- Prompt -
The answer should contain every entry below, copied exactly.

- Stored data entries -
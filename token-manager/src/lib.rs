pub mod config;
pub mod connector;
pub mod error;
pub mod helpers;
pub mod pipeline;
pub mod templates;

use config::DeployConfig;
use connector::TezosConnector;
use error::ManagerResult;
use pipeline::DeploymentReport;
use tokio_util::sync::CancellationToken;

/// deploys the token contract, mints the minimum balance and hands the
/// administrator role to the configured target
pub async fn deploy_token(
    config: &DeployConfig,
    cancel: CancellationToken,
) -> ManagerResult<DeploymentReport> {
    config.validate()?;

    let mut connector = TezosConnector::new(config, cancel)?;

    pipeline::run(&mut connector, config).await
}
use fa2_micheline_utils::MichelineError;
use thiserror::Error;

use crate::{config::ConfigError, connector::ConnectorError};

pub type ManagerResult<T> = Result<T, ManagerError>;

#[derive(Error, Debug)]
pub enum ManagerError {
    #[error(transparent)]
    Error(#[from] anyhow::Error),

    #[error("Connector Error: {0}")]
    ConnectorError(#[from] ConnectorError),

    #[error("Config Error: {0}")]
    ConfigError(#[from] ConfigError),

    #[error("Invalid contract code: {0}")]
    ContractCode(#[from] MichelineError),

    #[error("Operation {0} did not originate any contract")]
    NoOriginatedContract(String),
}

- Written solution -
filename token-manager/src/lib.rs
pub mod config;
pub mod connector;
pub mod error;
pub mod helpers;
pub mod pipeline;
pub mod templates;

use config::DeployConfig;
use connector::TezosConnector;
use error::ManagerResult;
use pipeline::DeploymentReport;
use tokio_util::sync::CancellationToken;

/// deploys the token contract, mints the minimum balance and hands the
/// administrator role to the configured target
pub async fn deploy_token(
    config: &DeployConfig,
    cancel: CancellationToken,
) -> ManagerResult<DeploymentReport> {
    config.validate()?;

    let mut connector = TezosConnector::new(config, cancel)?;

    pipeline::run(&mut connector, config).await
}
use fa2_micheline_utils::MichelineError;
use thiserror::Error;

use crate::{config::ConfigError, connector::ConnectorError};

pub type ManagerResult<T> = Result<T, ManagerError>;

#[derive(Error, Debug)]
pub enum ManagerError {
    #[error(transparent)]
    Error(#[from] anyhow::Error),

    #[error("Connector Error: {0}")]
    ConnectorError(#[from] ConnectorError),

    #[error("Config Error: {0}")]
    ConfigError(#[from] ConfigError),

    #[error("Invalid contract code: {0}")]
    ContractCode(#[from] MichelineError),

    #[error("Operation {0} did not originate any contract")]
    NoOriginatedContract(String),
}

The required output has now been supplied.